■ **ABOUT THIS TASK**
Of all the entries below, only the lines from the one with "filename src/movegen.rs" up to and including the one with "is already decided)" are to be duplicated exactly.

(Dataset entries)
=======
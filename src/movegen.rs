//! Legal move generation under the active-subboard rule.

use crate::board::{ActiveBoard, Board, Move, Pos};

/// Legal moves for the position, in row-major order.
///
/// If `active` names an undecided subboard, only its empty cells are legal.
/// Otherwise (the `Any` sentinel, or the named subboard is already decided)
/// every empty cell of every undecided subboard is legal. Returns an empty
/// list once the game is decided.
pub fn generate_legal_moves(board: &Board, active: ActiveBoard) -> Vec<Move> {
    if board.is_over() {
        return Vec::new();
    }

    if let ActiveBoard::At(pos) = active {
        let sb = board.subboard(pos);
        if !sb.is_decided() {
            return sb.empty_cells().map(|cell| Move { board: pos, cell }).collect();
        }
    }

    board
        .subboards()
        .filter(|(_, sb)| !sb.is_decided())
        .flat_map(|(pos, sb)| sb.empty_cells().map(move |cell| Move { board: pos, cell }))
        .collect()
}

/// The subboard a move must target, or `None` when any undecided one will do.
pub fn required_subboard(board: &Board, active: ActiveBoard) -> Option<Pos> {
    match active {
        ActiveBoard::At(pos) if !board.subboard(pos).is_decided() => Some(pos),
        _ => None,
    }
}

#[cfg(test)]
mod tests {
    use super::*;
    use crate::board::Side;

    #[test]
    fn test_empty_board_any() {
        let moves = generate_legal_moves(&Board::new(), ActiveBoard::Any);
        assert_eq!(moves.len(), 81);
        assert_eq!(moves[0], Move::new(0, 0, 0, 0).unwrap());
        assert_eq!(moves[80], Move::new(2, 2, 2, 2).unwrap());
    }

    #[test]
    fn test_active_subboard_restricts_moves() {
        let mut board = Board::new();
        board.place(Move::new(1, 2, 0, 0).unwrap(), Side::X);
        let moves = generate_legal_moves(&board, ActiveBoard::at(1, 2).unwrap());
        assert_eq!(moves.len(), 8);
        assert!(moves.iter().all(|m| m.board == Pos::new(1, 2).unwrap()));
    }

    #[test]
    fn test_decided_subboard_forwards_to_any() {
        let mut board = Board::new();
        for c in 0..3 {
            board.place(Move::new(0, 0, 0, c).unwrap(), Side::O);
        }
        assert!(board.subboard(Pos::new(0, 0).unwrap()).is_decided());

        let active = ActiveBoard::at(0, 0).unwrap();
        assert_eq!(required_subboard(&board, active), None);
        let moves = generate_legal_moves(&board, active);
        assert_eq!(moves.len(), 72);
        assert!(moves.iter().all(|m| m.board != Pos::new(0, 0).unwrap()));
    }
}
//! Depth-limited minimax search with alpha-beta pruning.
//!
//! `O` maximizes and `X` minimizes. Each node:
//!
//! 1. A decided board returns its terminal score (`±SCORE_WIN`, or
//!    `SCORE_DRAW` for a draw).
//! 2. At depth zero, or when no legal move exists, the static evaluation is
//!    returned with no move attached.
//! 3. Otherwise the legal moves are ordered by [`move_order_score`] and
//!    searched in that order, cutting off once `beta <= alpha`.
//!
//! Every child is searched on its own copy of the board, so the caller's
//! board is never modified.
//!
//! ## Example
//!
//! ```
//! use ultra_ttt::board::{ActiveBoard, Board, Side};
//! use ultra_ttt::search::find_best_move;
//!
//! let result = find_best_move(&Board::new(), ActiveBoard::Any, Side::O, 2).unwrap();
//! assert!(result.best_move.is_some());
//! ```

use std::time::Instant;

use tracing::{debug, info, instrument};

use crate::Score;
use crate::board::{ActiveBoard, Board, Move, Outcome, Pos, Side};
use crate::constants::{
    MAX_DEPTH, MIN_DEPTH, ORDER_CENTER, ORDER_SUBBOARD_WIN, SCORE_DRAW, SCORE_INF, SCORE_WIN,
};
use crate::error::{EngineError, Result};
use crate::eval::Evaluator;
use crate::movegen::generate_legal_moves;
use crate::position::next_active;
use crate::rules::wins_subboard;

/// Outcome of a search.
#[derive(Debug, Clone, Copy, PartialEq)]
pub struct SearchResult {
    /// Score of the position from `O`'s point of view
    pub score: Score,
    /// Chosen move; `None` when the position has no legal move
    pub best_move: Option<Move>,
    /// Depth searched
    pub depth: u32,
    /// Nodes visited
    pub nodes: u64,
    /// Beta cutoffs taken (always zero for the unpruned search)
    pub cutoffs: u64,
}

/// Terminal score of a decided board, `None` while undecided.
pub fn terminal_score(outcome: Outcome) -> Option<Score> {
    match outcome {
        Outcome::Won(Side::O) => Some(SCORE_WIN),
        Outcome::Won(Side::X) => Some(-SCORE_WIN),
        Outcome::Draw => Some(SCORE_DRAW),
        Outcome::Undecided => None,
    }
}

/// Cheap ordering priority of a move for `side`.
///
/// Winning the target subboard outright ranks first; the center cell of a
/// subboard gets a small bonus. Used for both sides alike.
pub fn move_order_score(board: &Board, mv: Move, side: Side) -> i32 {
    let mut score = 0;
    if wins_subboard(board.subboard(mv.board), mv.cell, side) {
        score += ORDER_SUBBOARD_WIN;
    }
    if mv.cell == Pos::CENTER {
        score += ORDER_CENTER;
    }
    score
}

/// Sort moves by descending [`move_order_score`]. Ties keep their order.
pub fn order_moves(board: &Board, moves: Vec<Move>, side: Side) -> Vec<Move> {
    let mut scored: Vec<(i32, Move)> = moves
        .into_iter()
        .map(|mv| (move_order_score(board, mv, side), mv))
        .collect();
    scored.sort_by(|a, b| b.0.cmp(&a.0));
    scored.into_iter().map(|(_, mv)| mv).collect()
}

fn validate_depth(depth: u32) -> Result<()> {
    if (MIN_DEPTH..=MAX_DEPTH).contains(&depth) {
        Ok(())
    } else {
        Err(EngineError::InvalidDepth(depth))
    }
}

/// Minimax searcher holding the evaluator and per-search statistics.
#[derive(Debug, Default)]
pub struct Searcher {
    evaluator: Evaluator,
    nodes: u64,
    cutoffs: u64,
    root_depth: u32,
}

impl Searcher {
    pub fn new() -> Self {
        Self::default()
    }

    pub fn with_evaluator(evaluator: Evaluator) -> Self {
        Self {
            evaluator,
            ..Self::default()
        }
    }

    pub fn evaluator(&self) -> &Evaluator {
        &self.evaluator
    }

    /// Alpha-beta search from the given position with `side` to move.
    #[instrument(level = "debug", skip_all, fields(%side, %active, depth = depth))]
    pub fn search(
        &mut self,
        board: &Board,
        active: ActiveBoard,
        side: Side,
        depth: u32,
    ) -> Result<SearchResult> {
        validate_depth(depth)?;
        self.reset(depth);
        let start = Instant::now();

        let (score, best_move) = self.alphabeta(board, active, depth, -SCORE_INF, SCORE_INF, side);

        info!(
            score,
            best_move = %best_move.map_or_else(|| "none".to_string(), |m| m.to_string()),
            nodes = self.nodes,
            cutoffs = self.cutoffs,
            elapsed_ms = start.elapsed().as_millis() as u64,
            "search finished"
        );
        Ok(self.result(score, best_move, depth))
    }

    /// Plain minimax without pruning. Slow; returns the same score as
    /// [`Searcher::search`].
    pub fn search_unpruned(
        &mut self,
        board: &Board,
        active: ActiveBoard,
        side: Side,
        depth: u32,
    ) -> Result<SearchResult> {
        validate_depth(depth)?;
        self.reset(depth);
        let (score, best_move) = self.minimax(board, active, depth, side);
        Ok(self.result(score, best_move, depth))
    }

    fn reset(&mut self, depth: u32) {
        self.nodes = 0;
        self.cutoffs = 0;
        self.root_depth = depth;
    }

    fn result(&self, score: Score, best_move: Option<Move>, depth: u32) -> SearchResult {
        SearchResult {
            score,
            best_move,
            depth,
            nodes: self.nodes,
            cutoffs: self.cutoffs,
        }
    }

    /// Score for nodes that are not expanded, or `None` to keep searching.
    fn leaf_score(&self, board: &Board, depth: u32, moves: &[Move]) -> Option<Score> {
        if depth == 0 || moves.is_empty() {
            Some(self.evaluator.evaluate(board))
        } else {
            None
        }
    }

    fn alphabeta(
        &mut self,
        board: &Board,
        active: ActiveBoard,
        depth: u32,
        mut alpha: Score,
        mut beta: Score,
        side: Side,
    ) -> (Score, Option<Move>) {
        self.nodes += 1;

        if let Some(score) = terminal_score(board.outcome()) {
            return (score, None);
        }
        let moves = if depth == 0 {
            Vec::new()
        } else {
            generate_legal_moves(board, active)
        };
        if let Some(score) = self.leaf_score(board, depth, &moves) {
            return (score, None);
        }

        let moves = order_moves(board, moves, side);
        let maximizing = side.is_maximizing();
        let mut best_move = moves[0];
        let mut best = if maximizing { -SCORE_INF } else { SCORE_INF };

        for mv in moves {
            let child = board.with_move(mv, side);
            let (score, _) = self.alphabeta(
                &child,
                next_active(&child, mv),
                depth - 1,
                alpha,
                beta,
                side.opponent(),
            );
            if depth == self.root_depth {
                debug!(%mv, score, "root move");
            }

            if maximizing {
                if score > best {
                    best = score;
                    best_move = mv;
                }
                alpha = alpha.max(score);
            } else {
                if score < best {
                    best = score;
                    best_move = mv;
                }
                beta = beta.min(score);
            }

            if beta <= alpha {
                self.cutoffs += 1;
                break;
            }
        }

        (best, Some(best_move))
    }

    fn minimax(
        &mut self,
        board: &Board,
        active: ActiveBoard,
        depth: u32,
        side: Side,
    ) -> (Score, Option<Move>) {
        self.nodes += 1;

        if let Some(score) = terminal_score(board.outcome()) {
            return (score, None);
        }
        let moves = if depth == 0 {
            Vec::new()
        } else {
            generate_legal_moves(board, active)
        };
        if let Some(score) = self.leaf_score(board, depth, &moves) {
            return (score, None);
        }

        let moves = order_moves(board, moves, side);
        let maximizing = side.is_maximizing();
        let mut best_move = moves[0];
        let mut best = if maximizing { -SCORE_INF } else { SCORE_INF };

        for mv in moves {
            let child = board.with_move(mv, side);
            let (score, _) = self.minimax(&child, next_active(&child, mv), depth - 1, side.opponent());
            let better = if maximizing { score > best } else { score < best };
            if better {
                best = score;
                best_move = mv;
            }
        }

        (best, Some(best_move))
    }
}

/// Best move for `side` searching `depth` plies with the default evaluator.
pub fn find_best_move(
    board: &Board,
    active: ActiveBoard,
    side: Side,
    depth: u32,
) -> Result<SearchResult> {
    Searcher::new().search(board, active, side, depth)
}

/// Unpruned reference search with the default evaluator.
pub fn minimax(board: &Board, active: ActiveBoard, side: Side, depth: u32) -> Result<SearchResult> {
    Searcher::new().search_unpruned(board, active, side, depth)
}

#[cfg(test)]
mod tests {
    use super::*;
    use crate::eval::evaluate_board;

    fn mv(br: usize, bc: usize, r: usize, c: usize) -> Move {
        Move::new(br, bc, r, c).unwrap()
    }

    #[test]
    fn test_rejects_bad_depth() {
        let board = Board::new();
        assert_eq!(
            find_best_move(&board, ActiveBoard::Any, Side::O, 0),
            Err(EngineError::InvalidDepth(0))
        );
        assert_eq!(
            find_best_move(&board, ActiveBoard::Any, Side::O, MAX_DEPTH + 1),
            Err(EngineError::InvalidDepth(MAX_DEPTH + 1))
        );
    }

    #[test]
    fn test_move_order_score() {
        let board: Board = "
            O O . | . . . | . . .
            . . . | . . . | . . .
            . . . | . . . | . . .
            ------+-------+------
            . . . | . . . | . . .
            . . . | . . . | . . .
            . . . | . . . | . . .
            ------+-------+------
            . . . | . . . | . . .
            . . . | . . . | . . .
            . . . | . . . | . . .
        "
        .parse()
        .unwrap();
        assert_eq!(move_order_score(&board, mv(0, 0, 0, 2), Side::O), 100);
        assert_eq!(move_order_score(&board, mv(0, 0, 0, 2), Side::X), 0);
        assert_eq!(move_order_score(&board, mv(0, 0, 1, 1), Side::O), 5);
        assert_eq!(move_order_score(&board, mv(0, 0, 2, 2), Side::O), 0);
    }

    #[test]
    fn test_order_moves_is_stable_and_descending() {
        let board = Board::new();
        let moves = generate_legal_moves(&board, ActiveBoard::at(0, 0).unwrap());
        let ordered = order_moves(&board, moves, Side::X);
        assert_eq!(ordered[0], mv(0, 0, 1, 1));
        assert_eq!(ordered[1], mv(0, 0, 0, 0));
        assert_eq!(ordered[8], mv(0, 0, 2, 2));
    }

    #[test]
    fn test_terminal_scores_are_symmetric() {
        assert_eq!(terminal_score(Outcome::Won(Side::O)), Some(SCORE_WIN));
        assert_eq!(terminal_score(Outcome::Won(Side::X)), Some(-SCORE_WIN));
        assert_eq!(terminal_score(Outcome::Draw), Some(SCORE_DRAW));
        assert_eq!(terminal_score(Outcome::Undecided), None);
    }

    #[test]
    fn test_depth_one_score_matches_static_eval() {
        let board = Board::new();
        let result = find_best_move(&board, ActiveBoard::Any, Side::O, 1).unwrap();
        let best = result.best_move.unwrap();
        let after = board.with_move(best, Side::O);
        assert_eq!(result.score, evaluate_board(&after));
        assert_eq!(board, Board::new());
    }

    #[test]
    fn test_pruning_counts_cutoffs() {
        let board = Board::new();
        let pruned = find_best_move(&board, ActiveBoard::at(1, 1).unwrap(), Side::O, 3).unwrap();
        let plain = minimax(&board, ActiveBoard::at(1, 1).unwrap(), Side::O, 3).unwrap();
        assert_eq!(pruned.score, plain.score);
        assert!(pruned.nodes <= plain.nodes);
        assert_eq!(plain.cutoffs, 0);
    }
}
=======
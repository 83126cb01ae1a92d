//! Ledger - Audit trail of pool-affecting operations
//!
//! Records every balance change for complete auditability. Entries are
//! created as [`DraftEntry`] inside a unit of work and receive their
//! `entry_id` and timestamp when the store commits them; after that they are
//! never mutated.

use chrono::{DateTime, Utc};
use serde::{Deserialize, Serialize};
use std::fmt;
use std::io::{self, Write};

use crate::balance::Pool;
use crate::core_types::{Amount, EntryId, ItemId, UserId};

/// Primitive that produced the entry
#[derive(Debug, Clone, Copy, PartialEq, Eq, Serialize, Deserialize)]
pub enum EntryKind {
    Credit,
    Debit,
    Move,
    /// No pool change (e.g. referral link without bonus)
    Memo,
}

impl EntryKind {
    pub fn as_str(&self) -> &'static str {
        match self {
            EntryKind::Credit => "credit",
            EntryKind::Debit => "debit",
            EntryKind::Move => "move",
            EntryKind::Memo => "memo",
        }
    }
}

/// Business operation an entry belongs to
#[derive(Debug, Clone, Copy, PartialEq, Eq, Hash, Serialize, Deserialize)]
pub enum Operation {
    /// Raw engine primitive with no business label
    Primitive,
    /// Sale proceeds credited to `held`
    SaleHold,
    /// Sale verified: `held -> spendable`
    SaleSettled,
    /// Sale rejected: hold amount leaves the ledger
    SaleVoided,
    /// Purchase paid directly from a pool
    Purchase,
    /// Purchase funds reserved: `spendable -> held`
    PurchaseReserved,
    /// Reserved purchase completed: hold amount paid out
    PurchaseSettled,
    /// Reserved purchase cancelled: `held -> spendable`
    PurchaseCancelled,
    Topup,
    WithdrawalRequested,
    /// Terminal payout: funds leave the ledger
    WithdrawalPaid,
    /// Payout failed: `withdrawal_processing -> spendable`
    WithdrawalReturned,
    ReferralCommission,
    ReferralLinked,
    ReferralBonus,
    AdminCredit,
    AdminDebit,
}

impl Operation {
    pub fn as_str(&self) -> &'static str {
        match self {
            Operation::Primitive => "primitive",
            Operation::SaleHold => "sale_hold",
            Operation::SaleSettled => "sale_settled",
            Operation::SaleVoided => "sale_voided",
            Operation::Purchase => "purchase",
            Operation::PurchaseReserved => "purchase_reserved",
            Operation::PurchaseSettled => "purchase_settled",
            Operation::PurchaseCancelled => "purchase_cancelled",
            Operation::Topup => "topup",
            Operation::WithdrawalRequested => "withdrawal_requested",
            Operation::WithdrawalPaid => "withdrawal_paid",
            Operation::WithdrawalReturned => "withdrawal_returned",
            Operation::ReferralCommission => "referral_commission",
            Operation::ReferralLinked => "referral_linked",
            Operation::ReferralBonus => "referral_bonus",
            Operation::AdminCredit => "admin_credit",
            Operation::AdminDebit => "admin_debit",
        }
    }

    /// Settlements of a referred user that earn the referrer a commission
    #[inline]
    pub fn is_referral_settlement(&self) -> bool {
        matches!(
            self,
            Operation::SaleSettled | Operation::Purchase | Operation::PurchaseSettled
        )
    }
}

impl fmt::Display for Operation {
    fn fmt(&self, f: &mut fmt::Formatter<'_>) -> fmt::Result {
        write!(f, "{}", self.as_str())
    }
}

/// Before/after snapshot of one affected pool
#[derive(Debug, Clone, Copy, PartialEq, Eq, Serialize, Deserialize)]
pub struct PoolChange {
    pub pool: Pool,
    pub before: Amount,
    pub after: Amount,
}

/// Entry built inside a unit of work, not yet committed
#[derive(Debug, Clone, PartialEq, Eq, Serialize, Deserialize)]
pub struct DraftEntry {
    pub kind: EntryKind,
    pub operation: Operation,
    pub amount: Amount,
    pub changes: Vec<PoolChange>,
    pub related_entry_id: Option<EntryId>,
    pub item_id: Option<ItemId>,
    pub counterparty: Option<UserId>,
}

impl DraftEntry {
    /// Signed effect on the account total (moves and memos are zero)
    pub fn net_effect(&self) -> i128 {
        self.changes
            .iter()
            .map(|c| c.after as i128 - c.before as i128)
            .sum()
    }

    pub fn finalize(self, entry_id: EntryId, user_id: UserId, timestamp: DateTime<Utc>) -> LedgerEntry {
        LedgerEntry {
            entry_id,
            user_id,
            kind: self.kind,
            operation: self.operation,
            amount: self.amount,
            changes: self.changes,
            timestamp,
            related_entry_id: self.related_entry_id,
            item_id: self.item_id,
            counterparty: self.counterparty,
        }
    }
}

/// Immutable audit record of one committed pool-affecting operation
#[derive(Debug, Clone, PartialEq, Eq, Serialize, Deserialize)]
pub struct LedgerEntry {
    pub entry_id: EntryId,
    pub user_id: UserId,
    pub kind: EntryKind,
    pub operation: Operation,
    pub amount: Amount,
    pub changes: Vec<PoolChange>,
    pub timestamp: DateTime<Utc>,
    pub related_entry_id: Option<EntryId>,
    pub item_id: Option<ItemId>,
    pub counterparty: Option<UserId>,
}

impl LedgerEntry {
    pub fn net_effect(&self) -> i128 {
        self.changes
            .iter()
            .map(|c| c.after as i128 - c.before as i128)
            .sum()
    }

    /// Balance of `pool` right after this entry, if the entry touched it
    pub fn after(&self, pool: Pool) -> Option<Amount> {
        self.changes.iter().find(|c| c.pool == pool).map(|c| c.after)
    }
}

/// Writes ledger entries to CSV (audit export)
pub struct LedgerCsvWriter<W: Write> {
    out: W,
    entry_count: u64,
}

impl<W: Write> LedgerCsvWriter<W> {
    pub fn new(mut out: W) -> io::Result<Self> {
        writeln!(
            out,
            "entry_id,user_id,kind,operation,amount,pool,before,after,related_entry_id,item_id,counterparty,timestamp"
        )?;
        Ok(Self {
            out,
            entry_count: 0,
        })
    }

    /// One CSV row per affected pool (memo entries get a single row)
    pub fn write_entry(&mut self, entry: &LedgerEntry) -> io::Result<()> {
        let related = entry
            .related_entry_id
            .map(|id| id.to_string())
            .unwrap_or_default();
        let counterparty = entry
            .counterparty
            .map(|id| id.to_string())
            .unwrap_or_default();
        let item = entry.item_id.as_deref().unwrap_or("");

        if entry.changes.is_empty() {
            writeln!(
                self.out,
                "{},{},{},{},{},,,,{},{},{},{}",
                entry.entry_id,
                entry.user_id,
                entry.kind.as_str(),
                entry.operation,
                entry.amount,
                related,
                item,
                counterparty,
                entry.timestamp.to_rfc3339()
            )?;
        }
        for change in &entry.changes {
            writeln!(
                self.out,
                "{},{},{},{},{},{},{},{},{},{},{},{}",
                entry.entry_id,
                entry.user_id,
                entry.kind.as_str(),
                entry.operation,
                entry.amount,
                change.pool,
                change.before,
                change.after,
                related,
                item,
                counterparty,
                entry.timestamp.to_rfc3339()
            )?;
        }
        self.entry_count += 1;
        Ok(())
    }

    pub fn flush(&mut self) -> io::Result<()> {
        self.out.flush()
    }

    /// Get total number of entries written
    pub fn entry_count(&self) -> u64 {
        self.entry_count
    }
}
=======
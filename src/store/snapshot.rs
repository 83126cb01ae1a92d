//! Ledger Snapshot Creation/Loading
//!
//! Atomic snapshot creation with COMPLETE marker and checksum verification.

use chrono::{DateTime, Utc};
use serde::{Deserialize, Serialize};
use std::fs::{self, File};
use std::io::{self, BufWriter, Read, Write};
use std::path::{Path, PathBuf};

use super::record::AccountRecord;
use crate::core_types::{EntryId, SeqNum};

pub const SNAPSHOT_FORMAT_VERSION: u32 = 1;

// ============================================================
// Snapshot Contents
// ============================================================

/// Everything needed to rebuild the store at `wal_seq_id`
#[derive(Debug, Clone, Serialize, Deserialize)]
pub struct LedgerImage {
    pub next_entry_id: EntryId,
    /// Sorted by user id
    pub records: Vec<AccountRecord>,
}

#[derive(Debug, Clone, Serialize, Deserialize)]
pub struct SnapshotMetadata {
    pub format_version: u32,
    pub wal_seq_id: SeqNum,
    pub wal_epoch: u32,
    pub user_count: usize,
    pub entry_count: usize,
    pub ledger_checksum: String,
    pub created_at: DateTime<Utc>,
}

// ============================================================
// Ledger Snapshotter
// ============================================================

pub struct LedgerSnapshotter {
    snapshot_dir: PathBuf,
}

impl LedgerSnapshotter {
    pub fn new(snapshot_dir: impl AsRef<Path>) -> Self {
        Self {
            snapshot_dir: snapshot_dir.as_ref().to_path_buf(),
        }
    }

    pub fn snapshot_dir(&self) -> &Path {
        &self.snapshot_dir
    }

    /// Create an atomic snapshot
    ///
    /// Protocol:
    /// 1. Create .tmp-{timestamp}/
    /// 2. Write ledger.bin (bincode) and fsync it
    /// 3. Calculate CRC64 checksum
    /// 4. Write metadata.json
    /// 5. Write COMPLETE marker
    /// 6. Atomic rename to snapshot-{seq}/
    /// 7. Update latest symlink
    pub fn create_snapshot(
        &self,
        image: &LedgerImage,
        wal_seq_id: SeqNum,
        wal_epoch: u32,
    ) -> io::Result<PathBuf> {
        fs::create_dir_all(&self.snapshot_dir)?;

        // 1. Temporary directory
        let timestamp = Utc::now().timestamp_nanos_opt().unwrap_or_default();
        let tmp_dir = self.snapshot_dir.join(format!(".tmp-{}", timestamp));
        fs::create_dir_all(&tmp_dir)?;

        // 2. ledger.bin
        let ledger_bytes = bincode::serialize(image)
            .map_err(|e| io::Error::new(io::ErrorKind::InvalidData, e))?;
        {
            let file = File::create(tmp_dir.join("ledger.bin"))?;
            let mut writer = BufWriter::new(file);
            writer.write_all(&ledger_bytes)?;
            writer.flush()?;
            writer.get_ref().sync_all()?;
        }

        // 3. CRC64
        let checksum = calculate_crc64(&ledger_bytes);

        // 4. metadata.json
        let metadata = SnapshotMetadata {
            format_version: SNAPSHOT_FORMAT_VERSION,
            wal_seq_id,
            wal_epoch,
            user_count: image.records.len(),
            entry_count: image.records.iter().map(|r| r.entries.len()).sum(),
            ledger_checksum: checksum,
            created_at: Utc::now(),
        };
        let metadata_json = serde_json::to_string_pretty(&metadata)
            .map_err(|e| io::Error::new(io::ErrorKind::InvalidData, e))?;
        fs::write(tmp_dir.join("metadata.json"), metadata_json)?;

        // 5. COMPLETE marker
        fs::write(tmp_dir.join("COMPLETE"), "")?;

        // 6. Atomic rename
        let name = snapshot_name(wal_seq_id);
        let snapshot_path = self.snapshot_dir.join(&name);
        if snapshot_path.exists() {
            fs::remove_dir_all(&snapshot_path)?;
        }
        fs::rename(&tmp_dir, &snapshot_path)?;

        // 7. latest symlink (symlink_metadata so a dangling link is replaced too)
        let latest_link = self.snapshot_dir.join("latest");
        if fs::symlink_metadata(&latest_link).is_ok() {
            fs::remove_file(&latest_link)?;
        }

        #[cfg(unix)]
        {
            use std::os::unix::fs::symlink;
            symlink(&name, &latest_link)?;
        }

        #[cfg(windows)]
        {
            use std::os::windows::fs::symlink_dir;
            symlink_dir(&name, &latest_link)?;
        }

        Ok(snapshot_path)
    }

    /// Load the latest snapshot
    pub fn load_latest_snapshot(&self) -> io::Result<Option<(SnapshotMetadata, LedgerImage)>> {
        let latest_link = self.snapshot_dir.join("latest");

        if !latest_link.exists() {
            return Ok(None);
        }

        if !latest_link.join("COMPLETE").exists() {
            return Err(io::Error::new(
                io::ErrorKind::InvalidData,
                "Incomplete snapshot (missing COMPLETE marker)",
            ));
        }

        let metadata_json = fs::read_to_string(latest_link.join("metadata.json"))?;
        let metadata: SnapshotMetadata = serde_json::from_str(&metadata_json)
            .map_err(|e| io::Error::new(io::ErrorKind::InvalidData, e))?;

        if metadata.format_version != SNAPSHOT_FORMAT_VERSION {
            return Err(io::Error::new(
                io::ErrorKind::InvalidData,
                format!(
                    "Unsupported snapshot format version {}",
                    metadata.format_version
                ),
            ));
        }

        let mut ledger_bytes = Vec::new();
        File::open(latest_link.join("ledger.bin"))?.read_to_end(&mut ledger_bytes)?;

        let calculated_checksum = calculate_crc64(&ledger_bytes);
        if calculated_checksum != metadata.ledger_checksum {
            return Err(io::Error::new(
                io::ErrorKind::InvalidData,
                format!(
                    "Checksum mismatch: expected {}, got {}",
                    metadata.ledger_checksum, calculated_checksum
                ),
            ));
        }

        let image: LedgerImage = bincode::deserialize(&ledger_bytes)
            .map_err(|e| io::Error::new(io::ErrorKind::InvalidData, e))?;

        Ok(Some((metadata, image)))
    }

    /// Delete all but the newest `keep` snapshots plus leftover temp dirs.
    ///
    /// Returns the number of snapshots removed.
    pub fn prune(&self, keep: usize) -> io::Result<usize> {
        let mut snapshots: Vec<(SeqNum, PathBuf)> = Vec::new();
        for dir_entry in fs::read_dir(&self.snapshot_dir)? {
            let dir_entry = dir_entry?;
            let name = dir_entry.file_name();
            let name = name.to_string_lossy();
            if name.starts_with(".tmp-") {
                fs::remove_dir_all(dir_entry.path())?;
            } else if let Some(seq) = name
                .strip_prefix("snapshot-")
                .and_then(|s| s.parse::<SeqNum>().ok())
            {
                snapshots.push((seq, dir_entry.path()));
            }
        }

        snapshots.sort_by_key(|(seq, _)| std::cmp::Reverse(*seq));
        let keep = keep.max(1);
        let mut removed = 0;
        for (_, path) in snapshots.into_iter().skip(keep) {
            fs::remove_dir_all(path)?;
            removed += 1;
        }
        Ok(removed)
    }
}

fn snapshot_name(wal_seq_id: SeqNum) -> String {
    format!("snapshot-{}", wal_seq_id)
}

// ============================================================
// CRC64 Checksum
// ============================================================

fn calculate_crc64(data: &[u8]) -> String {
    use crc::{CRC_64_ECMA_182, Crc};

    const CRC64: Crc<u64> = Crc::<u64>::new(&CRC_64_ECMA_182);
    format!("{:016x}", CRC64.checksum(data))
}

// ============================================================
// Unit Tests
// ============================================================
=======
■ **EXPECTED OUTPUT**
filename src/movegen.rs
//! Legal move generation under the active-subboard rule.

use crate::board::{ActiveBoard, Board, Move, Pos};

/// Legal moves for the position, in row-major order.
///
/// If `active` names an undecided subboard, only its empty cells are legal.
/// Otherwise (the `Any` sentinel, or the named subboard is already decided)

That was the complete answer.